_Collected data entries_
··········
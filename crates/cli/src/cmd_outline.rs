// SPDX-License-Identifier: MIT
// Copyright (c) 2026 Alfred Jean LLC

//! Outline command implementation.

use std::io::Write;

use serde::Deserialize;

use retext::cli::{Cli, OutlineArgs};
use retext::error::{Error, ExitCode};
use retext::outline::{
    Bookmark, BookmarkDataSource, Outline, OutlineDelegate, OutlineSection, Publication, Selection,
};

/// Saved bookmarks stored alongside the navigation collections.
#[derive(Deserialize)]
struct StoredBookmarks {
    #[serde(default)]
    bookmarks: Vec<Bookmark>,
}

/// Serves the document's bookmarks and records what was selected.
struct Navigator {
    bookmarks: Vec<Bookmark>,
    target: Option<String>,
}

impl OutlineDelegate for Navigator {
    fn bookmarks(&self) -> Option<&dyn BookmarkDataSource> {
        Some(&self.bookmarks as &dyn BookmarkDataSource)
    }

    fn bookmarks_mut(&mut self) -> Option<&mut dyn BookmarkDataSource> {
        Some(&mut self.bookmarks as &mut dyn BookmarkDataSource)
    }

    fn did_select_item(&mut self, target: &str) {
        self.target = Some(target.to_string());
    }

    fn did_select_bookmark(&mut self, bookmark: &Bookmark) {
        self.target = Some(bookmark.display_title().to_string());
    }
}

/// Run the outline command.
pub fn run(_cli: &Cli, args: &OutlineArgs) -> anyhow::Result<ExitCode> {
    let section = OutlineSection::from_name(&args.section).ok_or_else(|| {
        Error::Argument(format!(
            "unknown section `{}` (expected toc, bookmarks, page-list or landmarks)",
            args.section
        ))
    })?;

    let content = std::fs::read_to_string(&args.file).map_err(|e| Error::Io {
        path: args.file.clone(),
        source: e,
    })?;
    let invalid =
        |e: serde_json::Error| Error::Argument(format!("{}: {}", args.file.display(), e));
    let document: serde_json::Value = serde_json::from_str(&content).map_err(invalid)?;
    let publication = Publication::deserialize(&document).map_err(invalid)?;
    let stored = StoredBookmarks::deserialize(&document).map_err(invalid)?;

    let outline = Outline::new(&publication);
    let mut navigator = Navigator {
        bookmarks: stored.bookmarks,
        target: None,
    };

    if let Some(row) = args.select {
        return match outline.select(section, row, &mut navigator) {
            Selection::None => {
                eprintln!("retext: no row {} in {}", row, args.section);
                Ok(ExitCode::NoMatch)
            }
            _ => {
                if let Some(target) = &navigator.target {
                    println!("{}", target);
                }
                Ok(ExitCode::Success)
            }
        };
    }

    let mut stdout = std::io::stdout().lock();
    let rows = outline.row_count(section, &navigator);
    for row in 0..rows {
        let title = outline.row_title(section, row, &navigator).unwrap_or_default();
        match outline.row_detail(section, row, &navigator) {
            Some(detail) => writeln!(stdout, "{}\t{}", title, detail)?,
            None => writeln!(stdout, "{}", title)?,
        }
    }
    stdout.flush()?;

    tracing::debug!("{}: {} row(s) in {:?}", outline.title(), rows, section);
    Ok(if rows == 0 {
        ExitCode::NoMatch
    } else {
        ExitCode::Success
    })
}
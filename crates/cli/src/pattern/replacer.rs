// SPDX-License-Identifier: MIT
// Copyright (c) 2026 Alfred Jean LLC

//! Callback-driven replacement.
//!
//! The engine is only used to discover matches. Substitution is an
//! explicit scan-and-rebuild loop so each replacement can be computed
//! from the match and its groups instead of a static template.

use std::convert::Infallible;
use std::fmt;

use super::captures::Match;
use super::matcher::{Pattern, PatternError};
use super::options::{MatchingOptions, RegexOptions};

/// Computes the replacement for one match from the match and its
/// participating group texts.
pub type ReplaceFn = dyn Fn(&Match<'_>, &[String]) -> String + Send + Sync;

/// A pattern bound to a replacement callback.
///
/// Immutable after construction and shareable across threads. There is
/// deliberately no `Deserialize` impl: the behavior lives in a runtime
/// closure, so a replacer can only be built in code.
pub struct Replacer {
    pattern: Pattern,
    replace: Box<ReplaceFn>,
}

impl Replacer {
    /// Bind a literal pattern to a callback, aborting if the pattern is
    /// invalid.
    #[track_caller]
    pub fn new<F>(pattern: &str, replace: F) -> Self
    where
        F: Fn(&Match<'_>, &[String]) -> String + Send + Sync + 'static,
    {
        Self::from_pattern(Pattern::new(pattern), replace)
    }

    /// Fallible constructor for patterns that come from input.
    pub fn compile<F>(pattern: &str, options: RegexOptions, replace: F) -> Result<Self, PatternError>
    where
        F: Fn(&Match<'_>, &[String]) -> String + Send + Sync + 'static,
    {
        Ok(Self::from_pattern(Pattern::compile(pattern, options)?, replace))
    }

    pub fn from_pattern<F>(pattern: Pattern, replace: F) -> Self
    where
        F: Fn(&Match<'_>, &[String]) -> String + Send + Sync + 'static,
    {
        Self {
            pattern,
            replace: Box::new(replace),
        }
    }

    pub fn pattern(&self) -> &Pattern {
        &self.pattern
    }

    /// Replace every match in `subject`, returning the rebuilt string.
    pub fn apply(&self, subject: &str, options: MatchingOptions) -> String {
        self.apply_counted(subject, options).0
    }

    /// [`Replacer::apply`], also returning the number of substitutions.
    pub fn apply_counted(&self, subject: &str, options: MatchingOptions) -> (String, usize) {
        let mut count = 0;
        let rebuilt: Result<String, Infallible> =
            self.pattern.try_replace_with(subject, options, |m, groups| {
                count += 1;
                Ok((self.replace)(m, groups))
            });
        match rebuilt {
            Ok(text) => (text, count),
            Err(never) => match never {},
        }
    }

    /// [`Replacer::apply`] with default matching options.
    pub fn replace_all(&self, subject: &str) -> String {
        self.apply(subject, MatchingOptions::default())
    }
}

impl fmt::Debug for Replacer {
    fn fmt(&self, f: &mut fmt::Formatter<'_>) -> fmt::Result {
        f.debug_struct("Replacer")
            .field("pattern", &self.pattern.as_str())
            .finish_non_exhaustive()
    }
}

impl Pattern {
    /// Rebuild `subject` with a fallible callback.
    ///
    /// The first error aborts the remaining substitutions and is returned
    /// as-is; no partially rebuilt string escapes.
    pub fn try_replace_with<E, F>(
        &self,
        subject: &str,
        options: MatchingOptions,
        mut replace: F,
    ) -> Result<String, E>
    where
        F: FnMut(&Match<'_>, &[String]) -> Result<String, E>,
    {
        let mut out = String::with_capacity(subject.len());
        let mut last = 0;
        let mut replaced = 0usize;

        for m in scan(self, subject, options) {
            let groups = m.groups();
            let replacement = replace(&m, &groups)?;
            out.push_str(&subject[last..m.start()]);
            out.push_str(&replacement);
            last = m.end();
            replaced += 1;
        }
        out.push_str(&subject[last..]);

        tracing::trace!(pattern = self.as_str(), replaced, "rebuilt subject");
        Ok(out)
    }
}

/// Matches in replacement order, honoring the anchored option.
fn scan<'p, 't>(
    pattern: &'p Pattern,
    subject: &'t str,
    options: MatchingOptions,
) -> impl Iterator<Item = Match<'t>> + 'p
where
    't: 'p,
{
    let mut expected = 0;
    pattern.find_iter(subject).take_while(move |m| {
        if options.anchored && m.start() != expected {
            return false;
        }
        expected = m.end();
        true
    })
}

#[cfg(test)]
#[path = "replacer_tests.rs"]
mod tests;
// SPDX-License-Identifier: MIT
// Copyright (c) 2026 Alfred Jean LLC

//! Specs for the outline command.

use crate::prelude::*;

const NAV: &str = r#"{
  "title": "Moby-Dick",
  "format": "epub",
  "toc": [
    { "title": "Loomings", "href": "c1.xhtml", "children": [
      { "href": "c1.xhtml#whale" }
    ] },
    { "title": "The Carpet-Bag", "href": "c2.xhtml" }
  ],
  "landmarks": [{ "title": "Cover", "href": "cover.xhtml" }],
  "bookmarks": [
    { "title": "Loomings", "href": "c1.xhtml", "created": "2026-01-02T03:04:05Z",
      "position": 7, "progression": null },
    { "title": null, "href": "c2.xhtml", "created": "2026-01-03T00:00:00Z",
      "position": null, "progression": 0.25 }
  ]
}"#;

fn project() -> Project {
    let temp = Project::empty();
    temp.file("nav.json", NAV);
    temp
}

#[test]
fn lists_flattened_table_of_contents() {
    let temp = project();

    retext(&["outline", "nav.json"])
        .pwd(temp.path())
        .passes()
        .stdout_eq("Loomings\nc1.xhtml#whale\nThe Carpet-Bag\n");
}

#[test]
fn lists_bookmarks_with_detail() {
    let temp = project();

    retext(&["outline", "nav.json", "--section", "bookmarks"])
        .pwd(temp.path())
        .passes()
        .stdout_eq("Loomings\tpage 7\nc2.xhtml\t25.00% through the chapter\n");
}

#[test]
fn empty_section_exits_1() {
    let temp = project();

    retext(&["outline", "nav.json", "--section", "page-list"])
        .pwd(temp.path())
        .exits(1)
        .stdout_eq("");
}

#[test]
fn select_prints_target() {
    let temp = project();

    retext(&["outline", "nav.json", "--select", "1"])
        .pwd(temp.path())
        .passes()
        .stdout_eq("c1.xhtml#whale\n");
}

#[test]
fn select_bookmark_prints_title() {
    let temp = project();

    retext(&["outline", "nav.json", "--section", "bookmarks", "--select", "0"])
        .pwd(temp.path())
        .passes()
        .stdout_eq("Loomings\n");
}

#[test]
fn select_untitled_bookmark_prints_href() {
    let temp = project();

    retext(&["outline", "nav.json", "--section", "bookmarks", "--select", "1"])
        .pwd(temp.path())
        .passes()
        .stdout_eq("c2.xhtml\n");
}

#[test]
fn select_out_of_range_exits_1() {
    let temp = project();

    retext(&["outline", "nav.json", "--section", "landmarks", "--select", "5"])
        .pwd(temp.path())
        .exits(1)
        .stderr_has("no row 5");
}

#[test]
fn unknown_section_exits_2() {
    let temp = project();

    retext(&["outline", "nav.json", "--section", "chapters"])
        .pwd(temp.path())
        .exits(2)
        .stderr_has("unknown section `chapters`");
}
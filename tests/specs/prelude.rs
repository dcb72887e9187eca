// SPDX-License-Identifier: MIT
// Copyright (c) 2026 Alfred Jean LLC

//! Test helpers for behavioral specifications.
//!
//! Provides a small DSL for running the retext binary and asserting on
//! its stdout, stderr and exit code.

#![allow(clippy::unwrap_used, clippy::expect_used, clippy::panic)]

pub use assert_cmd::prelude::*;
pub use predicates;
pub use predicates::prelude::{Predicate, PredicateBooleanExt};
use std::path::{Path, PathBuf};
use std::process::Command;

/// Trait for converting into a string predicate.
/// Allows passing `&str` (as contains) or any `Predicate<str>`.
pub trait IntoStrPredicate<P: Predicate<str>> {
    fn into_predicate(self) -> P;
}

impl IntoStrPredicate<predicates::str::ContainsPredicate> for &str {
    fn into_predicate(self) -> predicates::str::ContainsPredicate {
        predicates::str::contains(self)
    }
}

impl<P: Predicate<str>> IntoStrPredicate<P> for P {
    fn into_predicate(self) -> P {
        self
    }
}

/// Returns a Command configured to run the retext binary
pub fn retext_cmd() -> Command {
    Command::new(assert_cmd::cargo::cargo_bin!("retext"))
}

/// Create a command builder with the given arguments
pub fn retext(args: &[&str]) -> CliBuilder {
    CliBuilder::new().args(args)
}

/// Command builder for fluent test assertions
pub struct CliBuilder {
    dir: Option<PathBuf>,
    args: Vec<String>,
    envs: Vec<(String, String)>,
    stdin: Option<String>,
}

#[allow(dead_code)]
impl CliBuilder {
    fn new() -> Self {
        Self {
            dir: None,
            args: Vec::new(),
            envs: Vec::new(),
            stdin: None,
        }
    }

    /// Set working directory
    pub fn pwd(mut self, path: impl Into<PathBuf>) -> Self {
        self.dir = Some(path.into());
        self
    }

    /// Add CLI arguments
    pub fn args(mut self, args: &[&str]) -> Self {
        self.args.extend(args.iter().map(|s| s.to_string()));
        self
    }

    /// Set environment variable
    pub fn env(mut self, key: &str, value: &str) -> Self {
        self.envs.push((key.to_string(), value.to_string()));
        self
    }

    /// Feed text on standard input
    pub fn stdin(mut self, text: &str) -> Self {
        self.stdin = Some(text.to_string());
        self
    }

    /// Run and require exit code 0
    pub fn passes(self) -> RunAssert {
        self.exits(0)
    }

    /// Run and require a specific exit code
    pub fn exits(self, code: i32) -> RunAssert {
        let run = RunAssert {
            output: self.output(),
        };
        assert_eq!(
            run.output.status.code(),
            Some(code),
            "unexpected exit code\nstdout: {}\nstderr: {}",
            run.stdout(),
            run.stderr()
        );
        run
    }

    fn output(self) -> std::process::Output {
        let mut cmd = retext_cmd();
        cmd.args(&self.args);
        if let Some(dir) = &self.dir {
            cmd.current_dir(dir);
        }
        for (key, value) in &self.envs {
            cmd.env(key, value);
        }
        let mut cmd = assert_cmd::Command::from_std(cmd);
        if let Some(stdin) = self.stdin {
            cmd.write_stdin(stdin);
        }
        cmd.output().expect("command should run")
    }
}

/// Result of a run for chaining assertions
pub struct RunAssert {
    output: std::process::Output,
}

#[allow(dead_code)]
impl RunAssert {
    pub fn stdout(&self) -> String {
        String::from_utf8_lossy(&self.output.stdout).into_owned()
    }

    pub fn stderr(&self) -> String {
        String::from_utf8_lossy(&self.output.stderr).into_owned()
    }

    /// Parse stdout as JSON
    pub fn json(&self) -> serde_json::Value {
        serde_json::from_slice(&self.output.stdout).expect("stdout should be valid JSON")
    }

    /// Exact stdout, diffed on failure
    pub fn stdout_eq(self, expected: &str) -> Self {
        similar_asserts::assert_eq!(self.stdout(), expected);
        self
    }

    /// Exact stderr, diffed on failure
    pub fn stderr_eq(self, expected: &str) -> Self {
        similar_asserts::assert_eq!(self.stderr(), expected);
        self
    }

    /// `&str` means "contains"; any `Predicate<str>` also works
    pub fn stdout_has<I: IntoStrPredicate<P>, P: Predicate<str>>(self, predicate: I) -> Self {
        expect("stdout", &self.stdout(), predicate.into_predicate(), true);
        self
    }

    pub fn stdout_lacks<I: IntoStrPredicate<P>, P: Predicate<str>>(self, predicate: I) -> Self {
        expect("stdout", &self.stdout(), predicate.into_predicate(), false);
        self
    }

    pub fn stderr_has<I: IntoStrPredicate<P>, P: Predicate<str>>(self, predicate: I) -> Self {
        expect("stderr", &self.stderr(), predicate.into_predicate(), true);
        self
    }

    pub fn stderr_lacks<I: IntoStrPredicate<P>, P: Predicate<str>>(self, predicate: I) -> Self {
        expect("stderr", &self.stderr(), predicate.into_predicate(), false);
        self
    }
}

fn expect<P: Predicate<str>>(stream: &str, text: &str, predicate: P, holds: bool) {
    assert_eq!(
        predicate.eval(text),
        holds,
        "{} should {}match predicate:\n{}",
        stream,
        if holds { "" } else { "NOT " },
        text
    );
}

// =============================================================================
// Project
// =============================================================================

/// Temporary project directory with helper methods.
///
/// Contains a `.git` directory so config discovery stops at the project
/// root instead of climbing into the host's directories.
pub struct Project {
    dir: tempfile::TempDir,
}

#[allow(dead_code)]
impl Project {
    pub fn empty() -> Self {
        let dir = tempfile::tempdir().unwrap();
        std::fs::create_dir(dir.path().join(".git")).unwrap();
        Self { dir }
    }

    pub fn path(&self) -> &Path {
        self.dir.path()
    }

    /// Write retext.toml with `version = 1` prepended
    pub fn config(&self, content: &str) {
        std::fs::write(
            self.path().join("retext.toml"),
            format!("version = 1\n{}", content),
        )
        .unwrap();
    }

    /// Write a file, creating parent directories
    pub fn file(&self, path: impl AsRef<Path>, content: &str) {
        let full = self.path().join(path);
        if let Some(parent) = full.parent() {
            std::fs::create_dir_all(parent).unwrap();
        }
        std::fs::write(full, content).unwrap();
    }

    /// Read a file back
    pub fn read(&self, path: impl AsRef<Path>) -> String {
        std::fs::read_to_string(self.path().join(path)).unwrap()
    }
}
··········
_WHAT YOU WILL DO_
One number is the full answer: how many lines of the records include the string "input".

_YOUR SOLUTION_
2